Taken together, our communicative behaviors constitute a rich network of cues, with considerable redundancy and overlap. When we interact with others, we use these behaviors to make complex inferences about what other people mean in their communications (Grice, 1957; Sperber & Wilson, 1995; Wharton, 2009), whether the interaction is proceeding smoothly and successfully, and to generate experiences of rapport, affiliation, similarity, and shared experience (Bargh & Chartrand, 1999; Lakin & Chartrand, 2003).
Communicative behaviors in practice: Comparing speech and music
Considering communicative behaviors in terms of the three categories outlined above allows us to identify meaningful, functional similarities and differences between different communicative activities, as opposed to superficial resemblances and disparities. To illustrate this, we will briefly consider the cases of two such activities—speech and music.
In almost all the communicative activities that we would commonly class as speech, semantic information is strongly emphasized, whereas in those types we consider music this function is typically de-emphasized. Most obviously, music per se does not involve words, so cannot convey specific referential meanings as language does. Speech does, however, contain prosody—the timing, loudness, and voice quality of spoken information. As detailed above, these qualities can encode important semantic information by clarifying the linguistic meaning with which they co-exist. Comparable surface features may be found in music, such as the use of a perceptual accent to distinguish a structural component or highlight an event that is musically important (e.g., Drake & Palmer, 1993; Sloboda, 1983). Nevertheless, these cues cannot be said to have the same function as their linguistic counterparts, since music lacks the linguistic or conceptual meaning that in speech such behaviors work to clarify. Thus, music largely cannot be said to embrace truly semantic cues.

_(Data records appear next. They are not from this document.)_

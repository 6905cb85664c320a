//! Engine core: lifecycle state machine and the per-update pipeline.
//!
//! STARTING -> RUNNING -> DRAINING -> STOPPED, or FAILED when the update
//! source reports an unrecoverable error. Each update flows through
//! session get -> route -> execute -> compare-and-swap -> enqueue -> acknowledge
//! on its chat's lane.

use crate::domain::{ChatId, DomainError, Update};
use crate::ports::{Messenger, SessionStore, UpdateFeed, WatermarkStore};
use crate::shared::{EngineConfig, EngineMetrics};
use crate::usecases::dispatcher::Dispatcher;
use crate::usecases::executor::{HandlerExecutor, failure_notice};
use crate::usecases::lanes::{LaneWorker, Lanes};
use crate::usecases::router::Router;
use crate::usecases::update_source::UpdateSource;
use chrono::Utc;
use std::fmt;
use std::sync::Arc;
use tokio::sync::{Semaphore, watch};
use tokio::time::MissedTickBehavior;
use tokio_util::sync::CancellationToken;
use tracing::{debug, error, info, warn};

#[derive(Debug, Clone, Copy, PartialEq, Eq)]
pub enum EngineState {
    Starting,
    Running,
    Draining,
    Stopped,
    Failed,
}

impl EngineState {
    pub fn is_terminal(self) -> bool {
        matches!(self, EngineState::Stopped | EngineState::Failed)
    }

    /// 0 for a clean stop, 1 otherwise.
    pub fn exit_code(self) -> u8 {
        match self {
            EngineState::Stopped => 0,
            _ => 1,
        }
    }
}

impl fmt::Display for EngineState {
    fn fmt(&self, f: &mut fmt::Formatter<'_>) -> fmt::Result {
        let s = match self {
            EngineState::Starting => "STARTING",
            EngineState::Running => "RUNNING",
            EngineState::Draining => "DRAINING",
            EngineState::Stopped => "STOPPED",
            EngineState::Failed => "FAILED",
        };
        f.write_str(s)
    }
}

/// Runs one update end to end on its chat's lane.
struct UpdateWorker {
    router: Arc<Router>,
    sessions: Arc<dyn SessionStore>,
    executor: HandlerExecutor,
    dispatcher: Arc<Dispatcher>,
    source: Arc<UpdateSource>,
    pool: Semaphore,
    conflict_retries: u32,
    metrics: Arc<EngineMetrics>,
}

#[async_trait::async_trait]
impl LaneWorker<Update> for UpdateWorker {
    async fn process(&self, _chat_id: ChatId, update: Update) {
        {
            let _permit = self.pool.acquire().await.ok();
            self.process_update(&update).await;
        }
        self.source.acknowledge(update.update_id).await;
    }
}

impl UpdateWorker {
    async fn process_update(&self, update: &Update) {
        let chat_id = update.chat_id;
        let update_id = update.update_id;

        for attempt in 0..=self.conflict_retries {
            let session = match self.sessions.get_or_create(chat_id).await {
                Ok(s) => s,
                Err(e) => {
                    error!(chat_id, update_id, error = %e, "session load failed");
                    self.dispatcher.enqueue(chat_id, failure_notice(update, "failure"));
                    return;
                }
            };
            if session.has_applied(update_id) {
                EngineMetrics::incr(&self.metrics.updates_duplicate);
                debug!(chat_id, update_id, "update already applied; skipping");
                return;
            }

            let expected = session.version;
            let decision = self.router.route(update, session.state);
            let Some(handler) = decision.handler() else {
                EngineMetrics::incr(&self.metrics.updates_unrouted);
                info!(chat_id, update_id, state = %session.state, "no route matched");
                return;
            };
            debug!(chat_id, update_id, route = decision.label(), state = %session.state, attempt, "dispatching");

            let execution = match self.executor.execute(Arc::clone(handler), update, session).await {
                Ok(exec) => exec,
                Err(failure) => {
                    self.dispatcher.enqueue(chat_id, failure.notice);
                    return;
                }
            };

            let mut next = execution.session;
            next.chat_id = chat_id;
            next.last_update_id = Some(update_id);
            next.last_active_at = Utc::now();
            match self.sessions.compare_and_swap(chat_id, expected, next).await {
                Ok(true) => {
                    for action in execution.actions {
                        self.dispatcher.enqueue(chat_id, action);
                    }
                    return;
                }
                Ok(false) => {
                    EngineMetrics::incr(&self.metrics.write_conflicts);
                    warn!(chat_id, update_id, attempt, "session write conflict; re-running handler");
                }
                Err(e) => {
                    error!(chat_id, update_id, error = %e, "session commit failed");
                    self.dispatcher.enqueue(chat_id, failure_notice(update, "failure"));
                    return;
                }
            }
        }

        EngineMetrics::incr(&self.metrics.conflict_exhausted);
        error!(
            chat_id,
            update_id,
            retries = self.conflict_retries,
            "write conflicts exhausted; update failed"
        );
        self.dispatcher.enqueue(chat_id, failure_notice(update, "conflict"));
    }
}

pub struct Engine {
    config: EngineConfig,
    source: Arc<UpdateSource>,
    sessions: Arc<dyn SessionStore>,
    router: Arc<Router>,
    dispatcher: Arc<Dispatcher>,
    lanes: Lanes<Update, UpdateWorker>,
    metrics: Arc<EngineMetrics>,
    state: watch::Sender<EngineState>,
}

impl Engine {
    pub fn new(
        config: EngineConfig,
        feed: Arc<dyn UpdateFeed>,
        watermarks: Option<Arc<dyn WatermarkStore>>,
        sessions: Arc<dyn SessionStore>,
        router: Router,
        messenger: Arc<dyn Messenger>,
    ) -> Self {
        let metrics = Arc::new(EngineMetrics::default());
        let source = Arc::new(UpdateSource::new(
            feed,
            watermarks,
            config.source_backoff,
            config.poll_timeout,
            Arc::clone(&metrics),
        ));
        let dispatcher = Arc::new(Dispatcher::new(
            messenger,
            config.outbound.clone(),
            config.lane_idle,
            Arc::clone(&metrics),
        ));
        let router = Arc::new(router);
        let worker = Arc::new(UpdateWorker {
            router: Arc::clone(&router),
            sessions: Arc::clone(&sessions),
            executor: HandlerExecutor::new(config.handler_deadline, Arc::clone(&metrics)),
            dispatcher: Arc::clone(&dispatcher),
            source: Arc::clone(&source),
            pool: Semaphore::new(config.worker_pool_size.max(1)),
            conflict_retries: config.conflict_retries,
            metrics: Arc::clone(&metrics),
        });
        let lanes = Lanes::new(worker, config.lane_idle);
        let (state, _) = watch::channel(EngineState::Starting);
        Self {
            config,
            source,
            sessions,
            router,
            dispatcher,
            lanes,
            metrics,
            state,
        }
    }

    pub fn metrics(&self) -> Arc<EngineMetrics> {
        Arc::clone(&self.metrics)
    }

    pub fn state(&self) -> watch::Receiver<EngineState> {
        self.state.subscribe()
    }

    fn set_state(&self, next: EngineState) {
        let prev = self.state.send_replace(next);
        if prev != next {
            info!(from = %prev, to = %next, "engine state changed");
        }
    }

    /// Queue an update on its chat's lane, bypassing the feed.
    /// Returns `false` once the engine is draining.
    pub fn submit(&self, update: Update) -> bool {
        EngineMetrics::incr(&self.metrics.updates_received);
        let chat_id = update.chat_id;
        match self.lanes.push(chat_id, update) {
            Ok(()) => true,
            Err(rejected) => {
                debug!(chat_id, update_id = rejected.update_id, "engine draining; update left unacknowledged");
                false
            }
        }
    }

    /// Wait until every queued update has been processed and its actions settled.
    pub async fn settle(&self) {
        self.lanes.wait_all_idle().await;
        self.dispatcher.flush_all().await;
    }

    /// Evict idle sessions whose chats have nothing in flight. Returns how many were removed.
    pub async fn sweep_once(&self) -> usize {
        let ttl = chrono::Duration::from_std(self.config.session_ttl)
            .unwrap_or_else(|_| chrono::Duration::days(36_500));
        let Some(cutoff) = Utc::now().checked_sub_signed(ttl) else {
            return 0;
        };
        let busy = |chat_id: ChatId| self.lanes.is_busy(chat_id);
        let evicted = match self.sessions.evict_idle(cutoff, &busy).await {
            Ok(ids) => ids,
            Err(e) => {
                warn!(error = %e, "session sweep failed");
                return 0;
            }
        };
        let pruned = self.dispatcher.prune_keys();
        if !evicted.is_empty() || pruned > 0 {
            EngineMetrics::add(&self.metrics.sessions_evicted, evicted.len() as u64);
            info!(evicted = evicted.len(), pruned_keys = pruned, "sweep complete");
        }
        evicted.len()
    }

    async fn sweep_loop(&self) {
        let period = self.config.sweep_interval;
        let mut ticker = tokio::time::interval_at(tokio::time::Instant::now() + period, period);
        ticker.set_missed_tick_behavior(MissedTickBehavior::Delay);
        loop {
            ticker.tick().await;
            self.sweep_once().await;
        }
    }

    /// Run until `shutdown` fires (-> STOPPED) or the feed fails for good (-> FAILED).
    pub async fn run(&self, shutdown: CancellationToken) -> EngineState {
        self.set_state(EngineState::Starting);
        match self.connect(&shutdown).await {
            Ok(()) => {}
            Err(DomainError::Cancelled) => {
                self.set_state(EngineState::Stopped);
                return EngineState::Stopped;
            }
            Err(e) => {
                error!(error = %e, "engine failed to start");
                self.set_state(EngineState::Failed);
                return EngineState::Failed;
            }
        }
        let sessions = self.sessions.len().await;
        info!(
            routes = self.router.route_count(),
            sessions,
            workers = self.config.worker_pool_size,
            "engine running"
        );
        self.set_state(EngineState::Running);

        let outcome = tokio::select! {
            r = self.pump(&shutdown) => r,
            _ = self.sweep_loop() => Ok(()),
        };

        self.set_state(EngineState::Draining);
        self.drain().await;
        self.source.checkpoint().await;

        let snapshot = self.metrics.snapshot();
        let watermark = self.source.watermark().await;
        let last = match outcome {
            Ok(()) => EngineState::Stopped,
            Err(e) => {
                error!(error = %e, "update source failed unrecoverably");
                EngineState::Failed
            }
        };
        info!(metrics = ?snapshot, watermark = ?watermark, "engine stopped");
        self.set_state(last);
        last
    }

    async fn connect(&self, shutdown: &CancellationToken) -> Result<(), DomainError> {
        let mut retry = 0u32;
        loop {
            let connected = tokio::select! {
                biased;
                _ = shutdown.cancelled() => return Err(DomainError::Cancelled),
                r = self.source.connect() => r,
            };
            match connected {
                Ok(()) => return Ok(()),
                Err(e) if e.is_fatal() => return Err(e),
                Err(e) => {
                    let delay = self.config.source_backoff.jittered(retry);
                    retry = retry.saturating_add(1);
                    warn!(error = %e, retry, delay_ms = delay.as_millis() as u64, "connect failed; retrying");
                    tokio::select! {
                        biased;
                        _ = shutdown.cancelled() => return Err(DomainError::Cancelled),
                        _ = tokio::time::sleep(delay) => {}
                    }
                }
            }
        }
    }

    /// Pull batches and fan them out to lanes. `Ok` on shutdown, `Err` on a fatal feed error.
    async fn pump(&self, shutdown: &CancellationToken) -> Result<(), DomainError> {
        loop {
            match self.source.next_batch(shutdown).await {
                Ok(updates) => {
                    for update in updates {
                        self.submit(update);
                    }
                    self.source.checkpoint().await;
                }
                Err(DomainError::Cancelled) => return Ok(()),
                Err(e) => return Err(e),
            }
        }
    }

    /// Let in-flight work finish within the grace period, then force-stop.
    async fn drain(&self) {
        self.lanes.close();
        let graceful = tokio::time::timeout(self.config.drain_grace, async {
            self.lanes.wait_stopped().await;
            self.dispatcher.drain().await;
        })
        .await;
        if graceful.is_err() {
            warn!(
                grace_secs = self.config.drain_grace.as_secs(),
                "drain grace period elapsed; aborting remaining work"
            );
            self.lanes.abort_all();
            self.dispatcher.abort_all();
        }
    }
}

#[cfg(test)]
mod tests {
    use super::*;

    #[test]
    fn test_exit_codes() {
        assert_eq!(EngineState::Stopped.exit_code(), 0);
        assert_eq!(EngineState::Failed.exit_code(), 1);
        assert!(EngineState::Failed.is_terminal());
        assert!(!EngineState::Draining.is_terminal());
    }

    #[test]
    fn test_state_display() {
        assert_eq!(EngineState::Draining.to_string(), "DRAINING");
    }
}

Both speech and music generally afford particular prominence to pragmatic cues, since both rely for their communicative success on conveying information about the mental state of a communicator, real or perceived. That is, both of these communicative types seek to fulfill a pragmatic function, and thus both recruit a similar body of communicative cues to achieve this aim. Indeed, pragmatic cues in speech, such as intonation and rhythm, form much of what is often invoked as the music of language, while it is suggested that structures in music such as melodic contour contribute to music’s meaning through their similarity to pragmatic cues in speech, allowing human agency and intention to be attributed to the music (e.g., Cross & Woodruff, 2008; Watt & Ash, 1998). Speech prosody, already discussed above, fulfills important pragmatic functions during spoken interactions. The first of these is discourse regulation. For example, pitch, loudness, and relative duration and location are used to mark the end of a speaker’s turn, thus allowing for a smooth alternation between the roles of speaker and listener (Gussenhoven, 2002; Local & Walker, 2012; Wilson & Wilson, 2005). The second is to carry information to the listener regarding the speaker’s attitudinal and physical states. For example, given the same linguistic content, prosody serves to differentiate boredom from excitement or to communicate fatigue (Crystal, 1969; Gussenhoven, 2002; Nolan, 2006). It is this second pragmatic function that seems to be mirrored closely in music. Timbre, pitch contour, and articulation are thought to communicate an emotional/physical state or character trait of some virtual persona, thus giving music one of its many potential meanings (Cross & Woodruff, 2008; Maus, 1988; Watt & Ash, 1998). It is worth reiterating that, in the case of speech, semantic and pragmatic cues are closely bound together, with each functioning to guide and constrain possible interpretations of the other during complex inferential processes. As discussed above, music strongly de-emphasizes semantic information. In music, then, pragmatic cues are still working to convey attitudinal information, but without the application to—and indeed, one could argue, the constraints of—concurrent semantic information.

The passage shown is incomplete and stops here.